03 setembro 2012

de pequenino se impõe um destino *

Nos últimos dias tem andado nas bocas do mundo do nosso país, principalmente nas palavras escritas e ditas dos nossos fazedores de opinião, a mais recente proposta do ministro da educação Nuno Crato. A de impor o ensino profissional aos alunos com piores (ou maus) resultados no 2º ciclo - alunos com duas reprovações ou três chumbos intercalados até ao 6º ano serão obrigados a frequentar esta via. Ao ouvir e ler muito do que se tem dito acerca deste assunto, relembro-me de um texto de Pierre Bourdieu intitulado "O Racismo da Inteligência" escrito em 1978 e que foi uma intervenção sua num colóquio do Movimento contra o Racismo e pela Amizade entre os Povos realizado em Maio desse mesmo ano. Apesar da distância temporal, a sua enunciação parece-me mais do que actual e pertinente, pois Bourdieu define esse racismo da inteligência como um racismo da classe dominante e é alguma coisa por meio da qual os dominantes visam produzir uma "teodiceia do seu próprio privilégio", como diz Weber, quer dizer uma justificação da ordem social que dominam.
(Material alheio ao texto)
// Tests for folder browser navigation, history, filtering and selection
mod fixtures;

use std::collections::HashMap;
use std::sync::Mutex;

use chrono::NaiveDate;
use pretty_assertions::assert_eq;
use test_case::test_case;

use fixtures::folders::{home, listing};
use rental_scheduler::models::calendar_event::{CalendarEvent, MaterializedJob, VirtualOccurrence};
use rental_scheduler::models::folder::FolderListing;
use rental_scheduler::services::api::{ApiError, SchedulerApi};
use rental_scheduler::services::folder_browser::{BrowserState, FolderBrowser};

/// Serves canned listings by path and records every request
#[derive(Default)]
struct FakeFolderApi {
    listings: HashMap<String, Result<FolderListing, ApiError>>,
    requests: Mutex<Vec<String>>,
}

impl FakeFolderApi {
    fn with(mut self, path: &str, result: Result<FolderListing, ApiError>) -> Self {
        self.listings.insert(path.to_string(), result);
        self
    }

    fn requests(&self) -> Vec<String> {
        self.requests.lock().unwrap().clone()
    }
}

impl SchedulerApi for FakeFolderApi {
    fn materialize_occurrence(&self, _: &VirtualOccurrence) -> Result<MaterializedJob, ApiError> {
        unimplemented!("not used by the folder browser")
    }

    fn browse_folders(&self, path: &str) -> Result<FolderListing, ApiError> {
        self.requests.lock().unwrap().push(path.to_string());
        self.listings.get(path).cloned().unwrap_or_else(|| {
            Err(ApiError::Status {
                status: 404,
                message: format!("Folder not found: {}", path),
            })
        })
    }

    fn calendar_events(&self, _: NaiveDate, _: NaiveDate) -> Result<Vec<CalendarEvent>, ApiError> {
        Ok(Vec::new())
    }
}

fn api() -> FakeFolderApi {
    FakeFolderApi::default()
        .with("", Ok(home()))
        .with("a", Ok(listing("a", &["x", "y"])))
        .with("b", Ok(listing("b", &["z"])))
        .with("c", Ok(listing("c", &[])))
        .with(
            "/denied",
            Err(ApiError::Status {
                status: 403,
                message: "Permission denied".to_string(),
            }),
        )
}

fn open_at(api: &FakeFolderApi, path: &str) -> FolderBrowser {
    let mut browser = FolderBrowser::new();
    let load = browser.open();
    browser.fetch(api, load);
    if !path.is_empty() {
        let load = browser.load_folders(path);
        browser.fetch(api, load);
    }
    browser
}

fn visible_names(browser: &FolderBrowser) -> Vec<String> {
    browser.visible_entries().map(|e| e.name.clone()).collect()
}

#[test]
fn test_open_requests_empty_path_and_lists_default_directory() {
    let api = api();
    let browser = open_at(&api, "");

    assert_eq!(api.requests(), vec![String::new()]);
    assert_eq!(browser.current_path(), "/srv");
    assert_eq!(browser.state(), &BrowserState::Listing);
    assert_eq!(browser.entries().len(), 4);
}

#[test]
fn test_navigate_records_path_navigated_away_from() {
    let api = api();
    let mut browser = open_at(&api, "a");
    assert!(browser.history().is_empty());

    let load = browser.navigate_to_folder("b");
    assert_eq!(load.path, "b");
    browser.fetch(&api, load);

    assert_eq!(browser.history().entries(), ["a".to_string()]);
    assert_eq!(browser.history().cursor(), Some(0));
    assert_eq!(browser.current_path(), "b");
}

#[test]
fn test_go_back_loads_previous_and_moves_cursor_before_start() {
    let api = api();
    let mut browser = open_at(&api, "a");
    let load = browser.navigate_to_folder("b");
    browser.fetch(&api, load);

    let load = browser.go_back().expect("history has an entry");
    assert_eq!(load.path, "a");
    assert_eq!(browser.history().cursor(), None);
    browser.fetch(&api, load);
    assert_eq!(browser.current_path(), "a");

    assert!(browser.go_back().is_none());
    assert_eq!(browser.history().cursor(), None);
}

#[test]
fn test_go_forward_replays_recorded_entry() {
    let api = api();
    let mut browser = open_at(&api, "a");
    let load = browser.navigate_to_folder("b");
    browser.fetch(&api, load);
    let load = browser.go_back().unwrap();
    browser.fetch(&api, load);

    // History stores the folder left behind, so forward lands on it again
    let load = browser.go_forward().expect("one entry ahead of the cursor");
    assert_eq!(load.path, "a");
    assert_eq!(browser.history().cursor(), Some(0));
    assert!(browser.go_forward().is_none());
}

#[test]
fn test_navigate_after_back_discards_forward_history() {
    let api = api();
    let mut browser = open_at(&api, "a");
    for target in ["b", "c"] {
        let load = browser.navigate_to_folder(target);
        browser.fetch(&api, load);
    }
    assert_eq!(browser.history().entries(), ["a".to_string(), "b".to_string()]);

    let load = browser.go_back().unwrap();
    browser.fetch(&api, load);
    assert_eq!(browser.current_path(), "b");
    assert_eq!(browser.history().cursor(), Some(0));

    let load = browser.navigate_to_folder("a");
    browser.fetch(&api, load);

    assert_eq!(browser.history().entries(), ["a".to_string(), "b".to_string()]);
    assert_eq!(browser.history().cursor(), Some(1));
    assert!(!browser.can_go_forward());
}

#[test]
fn test_failed_load_keeps_path_and_history() {
    let api = api();
    let mut browser = open_at(&api, "a");
    let load = browser.navigate_to_folder("b");
    browser.fetch(&api, load);
    let history_before = browser.history().clone();

    let load = browser.load_folders("/denied");
    browser.fetch(&api, load);

    assert_eq!(
        browser.state(),
        &BrowserState::Error("Permission denied".to_string())
    );
    assert_eq!(browser.current_path(), "b");
    assert_eq!(browser.history(), &history_before);
}

#[test]
fn test_failed_navigation_is_not_retried() {
    let api = api();
    let mut browser = open_at(&api, "a");

    let load = browser.navigate_to_folder("missing");
    browser.fetch(&api, load);

    assert!(matches!(browser.state(), BrowserState::Error(msg) if msg.contains("missing")));
    assert_eq!(browser.current_path(), "a");
    assert_eq!(
        api.requests().iter().filter(|p| p.as_str() == "missing").count(),
        1
    );
}

#[test]
fn test_network_error_message_is_shown_inline() {
    let api = api().with("/offline", Err(ApiError::Network("connection refused".into())));
    let mut browser = open_at(&api, "");
    let load = browser.load_folders("/offline");
    browser.fetch(&api, load);

    assert_eq!(
        browser.state(),
        &BrowserState::Error("Network error: connection refused".to_string())
    );
}

#[test]
fn test_empty_listing_shows_placeholder_state() {
    let api = api();
    let browser = open_at(&api, "c");
    assert_eq!(browser.state(), &BrowserState::Empty);
    assert_eq!(browser.visible_entries().count(), 0);
}

#[test_case("ab", vec!["Scans_AB"] ; "matches case insensitively")]
#[test_case("A", vec!["Archive", "Scans_AB"] ; "single letter")]
#[test_case("zzz", vec![] ; "no match")]
#[test_case("", vec!["Archive", "licenses", "Scans_AB", "tmp"] ; "empty shows all")]
fn test_filter_folders(term: &str, expected: Vec<&str>) {
    let api = api();
    let mut browser = open_at(&api, "");
    let requests_before = api.requests().len();

    browser.filter_folders(term);

    assert_eq!(visible_names(&browser), expected);
    assert_eq!(api.requests().len(), requests_before);
}

#[test]
fn test_filter_is_reversible() {
    let api = api();
    let mut browser = open_at(&api, "");

    browser.filter_folders("ab");
    assert_eq!(visible_names(&browser), vec!["Scans_AB"]);

    browser.filter_folders("");
    assert_eq!(browser.visible_entries().count(), browser.entries().len());
}

#[test]
fn test_select_commits_current_path_and_closes() {
    let api = api();
    let mut browser = open_at(&api, "b");
    let mut license_scan_path = String::from("/old/path");

    let selected = browser.select_current_folder(&mut license_scan_path);

    assert_eq!(selected.as_deref(), Some("b"));
    assert_eq!(license_scan_path, "b");
    assert!(!browser.is_open());
}

#[test]
fn test_reopen_starts_fresh() {
    let api = api();
    let mut browser = open_at(&api, "a");
    let load = browser.navigate_to_folder("b");
    browser.fetch(&api, load);
    browser.close_modal();

    let load = browser.open();
    assert_eq!(load.path, "");
    assert!(browser.history().is_empty());
    assert_eq!(browser.current_path(), "");
}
É qualquer coisa que faz com que os dominantes se sintam justificados na sua existência enquanto dominantes; com que se sintam uma essência superior. Bourdieu acrescenta que todo o racismo é um essencialismo e o racismo da inteligência é a forma de sociodiceia característica de uma classe dominante cujo poder assenta em parte na posse de títulos que, como os títulos escolares, são considerados garantias de inteligência e que tomaram o lugar, em muitas sociedades, e no que se refere ao próprio acesso às posições de poder económico, dos títulos antigos como os títulos de propriedade e os títulos de nobreza. Ao longo dos últimos tempos e ao escrutinar a realidade que me rodeia, é com alguma assiduidade que me ocorre este conceito, pois frequentemente o "poder" faz uso desse seu poder para manter os paradigmas actuais e para restringir ou mesmo impossibilitar qualquer permeabilidade social. Regressando ao ensino profissional e ao ministro Crato (que Daniel Oliveira descreveu como o Talibã do ensino), penso que é necessário e até uma mais-valia para a economia nacional, mas sempre como uma opção para os jovens estudantes que nele poderão encontrar um caminho e uma opção profissional válida.

* Frase roubada de um texto de José Soeiro.